France’s New Environmental Legislation: What It Means for the US

A new French law requires that all new buildings in commercial zones must be partially covered (50%) with either solar panels, or plants. The benefits are obvious. Solar panels generate electricity, plus roof-mounted panels also provide shading and help deflect the radiant heat. Plants provide cooling through shade and extra insulation, as well as preventing runoff and establishing wildlife friendly environments.

Still, the new law wasn’t just for the birds. To better understand the law and its relevance to the US, let’s dig into the facts behind it.

What it means for France

France is still fighting high unemployment and a weak business climate due to the European debt crisis. In April 2014, unemployment hit 11%, and commercial construction projects are only now creeping forward after five bad years.

Not surprisingly, the French legislature wanted to avoid imposing higher additional costs on its struggling businesses while still addressing the both popular environmental concerns, and the government’s policy to adopt more renewable energy sources. France relies upon nuclear power for over 80% of its energy generation, which is owned and subsidized by the French government. The government seeks to shift away from nuclear in order to improve its grid capacity. Because of the bad economy, solar investment in France is sputtering, even in spite of the government’s 2014 tax incentive plan. France has lagged behind other European countries with utility grade solar installations —just 5 gigawatts as of 2014.

What it means for the US

Conditions in the US are very different with a (comparatively) robust economy. The US Energy Information Agency (EIA) Commercial Buildings Energy Consumption Survey (CBECS) estimates the number of commercial buildings in the United States increased from 2003 by 14% to 5.6 million in 2012. Newer buildings also tend to be larger than older buildings. Average floor space rose from 12,000 sq.ft. for buildings dating before 1960, all the way to 19,000 sq.ft. for buildings constructed between 2000-2012. From 2003 to 2012 alone, commercial floor space increased by 21% to 87 billion square feet. Currently, there’s a construction backlog from high demand. Most telling is since all these buildings use energy, state building codes now incorporate some form of energy efficiency requirement. The 2010/2012 International Energy Conservation Code, for example, covered design and construction requirements adopted in 19 states.
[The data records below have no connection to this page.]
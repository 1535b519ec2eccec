//! Container unwrapping for downloaded payloads.
//!
//! Some store payloads are zip wrappers holding the real `.apk`. Others are
//! the `.apk` itself. Since an APK is also a zip archive, the decision is made
//! on the entries: a zip holding an entry ending in `.apk` is a wrapper,
//! anything else is saved as-is.

use std::fs;
use std::io::{Cursor, Read};
use std::path::Path;

use zip::ZipArchive;

use crate::download::sha256_hex;
use crate::error::{FetchError, FetchResult};

use super::naming::is_package_entry;

/// Result of inspecting a payload.
#[derive(Debug, Clone, PartialEq, Eq)]
pub enum ContainerOutcome {
    /// Payload is a wrapper; `bytes` is the decompressed package entry.
    Zip { entry: String, bytes: Vec<u8> },
    /// Payload is a zip without a package entry, i.e. a bare APK.
    Raw,
    /// Payload is not a readable zip, or the package entry failed to decompress.
    Invalid { reason: String },
}

/// [`ContainerOutcome`] without the entry bytes, kept for reporting.
#[derive(Debug, Clone, PartialEq, Eq)]
pub enum ContainerKind {
    Zip { entry: String },
    Raw,
    Invalid { reason: String },
}

impl ContainerOutcome {
    pub fn kind(&self) -> ContainerKind {
        match self {
            ContainerOutcome::Zip { entry, .. } => ContainerKind::Zip {
                entry: entry.clone(),
            },
            ContainerOutcome::Raw => ContainerKind::Raw,
            ContainerOutcome::Invalid { reason } => ContainerKind::Invalid {
                reason: reason.clone(),
            },
        }
    }
}

impl ContainerKind {
    /// Whether the package was extracted from a wrapper archive.
    pub fn is_extracted(&self) -> bool {
        matches!(self, ContainerKind::Zip { .. })
    }
}

/// A package file written to disk.
#[derive(Debug, Clone, PartialEq, Eq)]
pub struct SavedPackage {
    pub kind: ContainerKind,
    pub bytes_written: u64,
    /// Hex SHA-256 of the bytes written.
    pub sha256: String,
}

/// Inspect `payload` and extract the first package entry, in archive order.
pub fn inspect(payload: &[u8]) -> ContainerOutcome {
    let mut archive = match ZipArchive::new(Cursor::new(payload)) {
        Ok(archive) => archive,
        Err(e) => {
            return ContainerOutcome::Invalid {
                reason: e.to_string(),
            }
        }
    };

    let mut entry_index = None;
    for i in 0..archive.len() {
        match archive.by_index_raw(i) {
            Ok(file) if !file.is_dir() && is_package_entry(file.name()) => {
                entry_index = Some(i);
                break;
            }
            Ok(_) => {}
            Err(e) => {
                return ContainerOutcome::Invalid {
                    reason: format!("unreadable entry {}: {}", i, e),
                }
            }
        }
    }

    let Some(index) = entry_index else {
        return ContainerOutcome::Raw;
    };

    let mut file = match archive.by_index(index) {
        Ok(file) => file,
        Err(e) => {
            return ContainerOutcome::Invalid {
                reason: e.to_string(),
            }
        }
    };

    // The declared size comes from an unchecked header; let the buffer grow
    // with the data actually decompressed.
    let entry = file.name().to_string();
    let mut bytes = Vec::new();
    if let Err(e) = file.read_to_end(&mut bytes) {
        return ContainerOutcome::Invalid {
            reason: format!("failed to decompress {}: {}", entry, e),
        };
    }

    ContainerOutcome::Zip { entry, bytes }
}

/// Unwrap `payload` if needed and write the package file to `dest`.
///
/// The parent directory is created if missing; an existing file is replaced.
pub fn save_package(payload: &[u8], dest: &Path) -> FetchResult<SavedPackage> {
    let outcome = inspect(payload);

    let bytes: &[u8] = match outcome {
        ContainerOutcome::Zip {
            ref entry,
            ref bytes,
        } => {
            tracing::info!(entry = %entry, "package extracted from wrapper archive");
            bytes.as_slice()
        }
        ContainerOutcome::Raw => {
            tracing::debug!("payload has no package entry, saving as-is");
            payload
        }
        ContainerOutcome::Invalid { ref reason } => {
            tracing::debug!(reason = %reason, "payload is not a zip, saving as-is");
            payload
        }
    };

    if let Some(parent) = dest.parent().filter(|p| !p.as_os_str().is_empty()) {
        fs::create_dir_all(parent).map_err(|e| FetchError::CreateDirFailed {
            path: parent.to_path_buf(),
            source: e,
        })?;
    }

    fs::write(dest, bytes).map_err(|e| FetchError::WriteFailed {
        path: dest.to_path_buf(),
        source: e,
    })?;

    Ok(SavedPackage {
        kind: outcome.kind(),
        bytes_written: bytes.len() as u64,
        sha256: sha256_hex(bytes),
    })
}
More than just solar panels

Which brings us to green commercial construction. The National Green Building Adoption Index for 2014 found that 8,405 office buildings (about 1.9 billion square feet) were awarded an Energy Star Label and 5,470 office buildings (900 million square feet) had Leadership in Energy and Environmental Design (LEED) certification . In 2005, 0.1% of the total number of commercial office buildings were LEED certified. By 2013, that number had jumped to 5.1%.

What’s behind ramping up Energy Star and LEED certified commercial construction?

US businesses have long profited from corporate sustainability policies through tax credits, prestige, and good PR. But it has now grown beyond merely tacking up a few solar panels on the company’s roof. According to Ernst and Young investment bankers who have been watching sustainability for years, the emerging trend is for corporations to maximize growth opportunities while “remaining within the energy threshold and environmental carrying capacity.” This  improves efficiency, employee morale, and motivates suppliers and consumers to be more environmentally conscious —all of which preserves company growth.

The news of the French law played well on US social media. This underscores the popular value of sustainability—but not the law’s practical application here. With corporate sustainability now evolving beyond mere energy efficiency savings (American biotechnology company Biogen Idec as an example),  similar US legislation would likely be seen as governmental over-reach, and could do more damage in persuading more companies to pursue sustainability.


Vernon Trollinger is a writer with a background in home improvement, electronics, fiction writing, and archaeology. He now writes about green energy technology, home energy efficiency, the natural gas industry, and the electrical grid.